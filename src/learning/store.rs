//! Learning Store - durable record of correction trails
//!
//! SQLite-backed; the schema is created on open and writes are committed
//! before the call returns. A mutex serializes access so concurrent
//! requests cannot interleave partial writes.

use crate::constraints::Constraints;
use crate::error::{CoreError, CoreResult};
use crate::validation::ValidationStatus;
use chrono::{DateTime, Utc};
use rusqlite::{params, Connection};
use serde::{Deserialize, Serialize};
use std::collections::BTreeMap;
use std::path::Path;
use std::sync::Mutex;
use tracing::{debug, info};

/// Deterministic fingerprint over a (user utterance, original SQL) pair
pub fn query_hash(user_utterance: &str, original_sql: &str) -> String {
    format!(
        "{:x}",
        md5::compute(format!("{user_utterance}:{original_sql}"))
    )
}

/// Durable record of one processed request
#[derive(Debug, Clone, Serialize, Deserialize)]
pub struct FeedbackRecord {
    pub query_hash: String,
    pub original_sql: String,
    pub final_sql: String,
    pub user_utterance: String,
    pub constraints: Constraints,
    pub correction_reason: String,
    pub timestamp: DateTime<Utc>,
    pub iteration_count: u32,
    pub status: ValidationStatus,
}

/// Aggregate view over the stored records
#[derive(Debug, Clone, Serialize, Deserialize)]
pub struct LearningStats {
    pub total: u64,
    pub status_histogram: BTreeMap<String, u64>,
    pub avg_iterations: f64,
    /// Up to five most frequent non-empty correction reasons
    pub top_correction_reasons: Vec<(String, u64)>,
}

pub struct LearningStore {
    conn: Mutex<Connection>,
}

const SELECT_COLUMNS: &str = "query_hash, original_query, corrected_query, user_input, \
                              constraints, correction_reason, timestamp, iteration_count, \
                              validation_status";

impl LearningStore {
    /// Open (creating if missing) a store at the given path
    pub fn open<P: AsRef<Path>>(path: P) -> CoreResult<Self> {
        let conn = Connection::open(path.as_ref())?;
        Self::init_schema(&conn)?;
        info!(path = %path.as_ref().display(), "learning store opened");
        Ok(Self {
            conn: Mutex::new(conn),
        })
    }

    /// In-memory store; used by tests and throwaway sessions
    pub fn open_in_memory() -> CoreResult<Self> {
        let conn = Connection::open_in_memory()?;
        Self::init_schema(&conn)?;
        Ok(Self {
            conn: Mutex::new(conn),
        })
    }

    fn init_schema(conn: &Connection) -> CoreResult<()> {
        conn.execute_batch(
            "CREATE TABLE IF NOT EXISTS feedback_records (
                id INTEGER PRIMARY KEY AUTOINCREMENT,
                query_hash TEXT NOT NULL UNIQUE,
                original_query TEXT NOT NULL,
                corrected_query TEXT NOT NULL,
                user_input TEXT NOT NULL,
                constraints TEXT NOT NULL,
                correction_reason TEXT NOT NULL,
                timestamp TEXT NOT NULL,
                iteration_count INTEGER NOT NULL,
                validation_status TEXT NOT NULL
            );
            CREATE INDEX IF NOT EXISTS idx_query_hash ON feedback_records(query_hash);",
        )?;
        Ok(())
    }

    fn lock(&self) -> CoreResult<std::sync::MutexGuard<'_, Connection>> {
        self.conn
            .lock()
            .map_err(|_| CoreError::store("learning store mutex poisoned"))
    }

    /// Upsert by query_hash; a second call with the same hash overwrites
    pub fn store(&self, record: &FeedbackRecord) -> CoreResult<()> {
        let constraints = serde_json::to_string(&record.constraints)
            .map_err(|e| CoreError::store(format!("failed to serialize constraints: {e}")))?;
        let conn = self.lock()?;
        conn.execute(
            "INSERT OR REPLACE INTO feedback_records (
                query_hash, original_query, corrected_query, user_input, constraints,
                correction_reason, timestamp, iteration_count, validation_status
            ) VALUES (?1, ?2, ?3, ?4, ?5, ?6, ?7, ?8, ?9)",
            params![
                record.query_hash,
                record.original_sql,
                record.final_sql,
                record.user_utterance,
                constraints,
                record.correction_reason,
                record.timestamp.to_rfc3339(),
                record.iteration_count,
                record.status.as_str(),
            ],
        )?;
        debug!(query_hash = %record.query_hash, "stored feedback record");
        Ok(())
    }

    /// Most similar prior corrections: newest-first among corrected records,
    /// re-ranked by constraint-shape overlap
    pub fn similar(&self, constraints: &Constraints, limit: usize) -> CoreResult<Vec<FeedbackRecord>> {
        let window = limit.max(16);
        let raw = {
            let conn = self.lock()?;
            let mut stmt = conn.prepare(&format!(
                "SELECT {SELECT_COLUMNS} FROM feedback_records \
                 WHERE validation_status = 'corrected' \
                 ORDER BY timestamp DESC, id DESC LIMIT ?1"
            ))?;
            let rows = stmt.query_map(params![window as i64], row_to_raw)?;
            rows.collect::<Result<Vec<_>, _>>()?
        };

        let mut scored: Vec<(u32, FeedbackRecord)> = Vec::with_capacity(raw.len());
        for raw_record in raw {
            let record = raw_record.into_record()?;
            scored.push((constraint_similarity(constraints, &record.constraints), record));
        }
        // Stable sort keeps recency order within equal scores
        scored.sort_by(|a, b| b.0.cmp(&a.0));
        Ok(scored.into_iter().take(limit).map(|(_, r)| r).collect())
    }

    /// Aggregate totals, status histogram, average iterations, top reasons
    pub fn stats(&self) -> CoreResult<LearningStats> {
        let conn = self.lock()?;

        let total: i64 =
            conn.query_row("SELECT COUNT(*) FROM feedback_records", [], |r| r.get(0))?;

        let mut status_histogram = BTreeMap::new();
        {
            let mut stmt = conn.prepare(
                "SELECT validation_status, COUNT(*) FROM feedback_records \
                 GROUP BY validation_status",
            )?;
            let rows = stmt.query_map([], |row| {
                Ok((row.get::<_, String>(0)?, row.get::<_, i64>(1)?))
            })?;
            for row in rows {
                let (status, count) = row?;
                status_histogram.insert(status, count as u64);
            }
        }

        let avg_iterations: f64 = conn
            .query_row(
                "SELECT AVG(iteration_count) FROM feedback_records",
                [],
                |r| r.get::<_, Option<f64>>(0),
            )?
            .unwrap_or(0.0);

        let mut top_correction_reasons = Vec::new();
        {
            let mut stmt = conn.prepare(
                "SELECT correction_reason, COUNT(*) AS uses FROM feedback_records \
                 WHERE correction_reason != '' \
                 GROUP BY correction_reason ORDER BY uses DESC LIMIT 5",
            )?;
            let rows = stmt.query_map([], |row| {
                Ok((row.get::<_, String>(0)?, row.get::<_, i64>(1)?))
            })?;
            for row in rows {
                let (reason, uses) = row?;
                top_correction_reasons.push((reason, uses as u64));
            }
        }

        Ok(LearningStats {
            total: total as u64,
            status_histogram,
            avg_iterations,
            top_correction_reasons,
        })
    }
}

/// Row image before constraint/timestamp/status decoding
struct RawRecord {
    query_hash: String,
    original_sql: String,
    final_sql: String,
    user_utterance: String,
    constraints_json: String,
    correction_reason: String,
    timestamp: String,
    iteration_count: i64,
    status: String,
}

fn row_to_raw(row: &rusqlite::Row<'_>) -> rusqlite::Result<RawRecord> {
    Ok(RawRecord {
        query_hash: row.get(0)?,
        original_sql: row.get(1)?,
        final_sql: row.get(2)?,
        user_utterance: row.get(3)?,
        constraints_json: row.get(4)?,
        correction_reason: row.get(5)?,
        timestamp: row.get(6)?,
        iteration_count: row.get(7)?,
        status: row.get(8)?,
    })
}

impl RawRecord {
    fn into_record(self) -> CoreResult<FeedbackRecord> {
        let constraints = serde_json::from_str(&self.constraints_json)
            .map_err(|e| CoreError::store(format!("failed to decode constraints: {e}")))?;
        let timestamp = DateTime::parse_from_rfc3339(&self.timestamp)
            .map_err(|e| CoreError::store(format!("failed to parse timestamp: {e}")))?
            .with_timezone(&Utc);
        let status = ValidationStatus::parse(&self.status).ok_or_else(|| {
            CoreError::store(format!("unknown validation status '{}'", self.status))
        })?;
        Ok(FeedbackRecord {
            query_hash: self.query_hash,
            original_sql: self.original_sql,
            final_sql: self.final_sql,
            user_utterance: self.user_utterance,
            constraints,
            correction_reason: self.correction_reason,
            timestamp,
            iteration_count: self.iteration_count as u32,
            status,
        })
    }
}

fn constraint_similarity(a: &Constraints, b: &Constraints) -> u32 {
    let mut score = 0;
    if a.aggregation.is_some() && a.aggregation == b.aggregation {
        score += 2;
    }
    score += a.counties.intersection(&b.counties).count() as u32;
    score += a
        .property_types
        .intersection(&b.property_types)
        .count() as u32;
    score
}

########

• DESCRIPTION OF THE TASK
Say only the number of lines of the data above in which the string "impl" occurs.

• OUTPUT OF THE EXERCISE
2